_AIM OF THE TASK_
Write each line again exactly as it is, from the opening line of the records below through the one containing "plus display label.", and add nothing.

>>>>>

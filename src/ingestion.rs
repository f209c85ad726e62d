use std::collections::HashSet;
use std::path::Path;

use serde::{Deserialize, Serialize};

use crate::error::{Result, SeedError};
use crate::text::normalize_for_match;

/// A country as referenced in the graph path: QID plus display label.
#[derive(Debug, Clone, PartialEq, Eq, Serialize, Deserialize)]
pub struct CountryRef {
    pub country_qid: String,
    pub country_label: String,
}

fn column_index(headers: &csv::StringRecord, column: &str, path: &Path) -> Result<usize> {
    headers
        .iter()
        .position(|h| h.trim_start_matches('\u{feff}').trim() == column)
        .ok_or_else(|| SeedError::MissingColumn {
            column: column.to_string(),
            path: path.display().to_string(),
        })
}

/// Loads the country list: one label per row under `country_label`.
///
/// Blank labels are skipped; duplicates collapse to the first occurrence,
/// order preserved.
pub fn load_countries(path: &Path) -> Result<Vec<String>> {
    let mut reader = csv::Reader::from_path(path)?;
    let idx = column_index(&reader.headers()?.clone(), "country_label", path)?;

    let mut seen = HashSet::new();
    let mut countries = Vec::new();
    for record in reader.records() {
        let record = record?;
        let label = record.get(idx).unwrap_or("").trim();
        if !label.is_empty() && seen.insert(label.to_string()) {
            countries.push(label.to_string());
        }
    }
    Ok(countries)
}

/// Loads (QID, label) country rows for the graph fetch path. Rows missing
/// either value are skipped; duplicate QIDs collapse to first occurrence.
pub fn load_country_refs(path: &Path) -> Result<Vec<CountryRef>> {
    let mut reader = csv::Reader::from_path(path)?;
    let headers = reader.headers()?.clone();
    let qid_idx = column_index(&headers, "country_qid", path)?;
    let label_idx = column_index(&headers, "country_label", path)?;

    let mut seen = HashSet::new();
    let mut countries = Vec::new();
    for record in reader.records() {
        let record = record?;
        let qid = record.get(qid_idx).unwrap_or("").trim();
        let label = record.get(label_idx).unwrap_or("").trim();
        if qid.is_empty() || label.is_empty() {
            continue;
        }
        if seen.insert(qid.to_string()) {
            countries.push(CountryRef {
                country_qid: qid.to_string(),
                country_label: label.to_string(),
            });
        }
    }
    Ok(countries)
}

/// Builds the normalized-key exclusion set from a manually curated list.
///
/// A missing file is an empty set, not an error; the manual list is
/// optional. A present file without a `name` column is a configuration
/// error.
pub fn load_manual_seed_keys(path: &Path) -> Result<HashSet<String>> {
    if !path.exists() {
        return Ok(HashSet::new());
    }

    let mut reader = csv::Reader::from_path(path)?;
    let idx = column_index(&reader.headers()?.clone(), "name", path)?;

    let mut keys = HashSet::new();
    for record in reader.records() {
        let record = record?;
        let name = record.get(idx).unwrap_or("").trim();
        if name.is_empty() {
            continue;
        }
        let key = normalize_for_match(name);
        if !key.is_empty() {
            keys.insert(key);
        }
    }
    Ok(keys)
}

#[cfg(test)]
mod tests {
    use super::*;
    use std::io::Write;
    use tempfile::NamedTempFile;

    fn csv_file(contents: &str) -> NamedTempFile {
        let mut file = NamedTempFile::new().unwrap();
        file.write_all(contents.as_bytes()).unwrap();
        file.flush().unwrap();
        file
    }

    #[test]
    fn test_load_countries_skips_blanks_and_duplicates() {
        let file = csv_file("country_label,tier\nKenya,1\n ,2\nPeru,1\nKenya,3\n");
        let countries = load_countries(file.path()).unwrap();
        assert_eq!(countries, vec!["Kenya", "Peru"]);
    }

    #[test]
    fn test_load_countries_missing_column_is_fatal() {
        let file = csv_file("nation,tier\nKenya,1\n");
        let err = load_countries(file.path()).unwrap_err();
        assert!(matches!(err, SeedError::MissingColumn { ref column, .. } if column == "country_label"));
    }

    #[test]
    fn test_load_countries_tolerates_bom() {
        let file = csv_file("\u{feff}country_label\nKenya\n");
        let countries = load_countries(file.path()).unwrap();
        assert_eq!(countries, vec!["Kenya"]);
    }

    #[test]
    fn test_load_country_refs() {
        let file = csv_file(
            "country_qid,country_label\nQ114,Kenya\nQ419,Peru\n,Nowhere\nQ114,Kenya Again\n",
        );
        let refs = load_country_refs(file.path()).unwrap();
        assert_eq!(refs.len(), 2);
        assert_eq!(refs[0].country_qid, "Q114");
        assert_eq!(refs[0].country_label, "Kenya");
        assert_eq!(refs[1].country_qid, "Q419");
    }

    #[test]
    fn test_manual_keys_are_normalized() {
        let file = csv_file("name,notes\nOfgem,x\nComisión Nacional de Energía,y\n  ,z\n");
        let keys = load_manual_seed_keys(file.path()).unwrap();
        assert!(keys.contains("ofgem"));
        assert!(keys.contains("comision nacional de energia"));
        assert_eq!(keys.len(), 2);
    }

    #[test]
    fn test_manual_keys_missing_file_is_empty() {
        let keys = load_manual_seed_keys(Path::new("does/not/exist.csv")).unwrap();
        assert!(keys.is_empty());
    }

    #[test]
    fn test_manual_keys_missing_column_is_fatal() {
        let file = csv_file("institution\nOfgem\n");
        let err = load_manual_seed_keys(file.path()).unwrap_err();
        assert!(matches!(err, SeedError::MissingColumn { ref column, .. } if column == "name"));
    }
}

<<<<<

_OUTPUT BELOW_
filename src/ingestion.rs
repository f209c85ad726e62d
use std::collections::HashSet;
use std::path::Path;

use serde::{Deserialize, Serialize};

use crate::error::{Result, SeedError};
use crate::text::normalize_for_match;

/// A country as referenced in the graph path: QID plus display label.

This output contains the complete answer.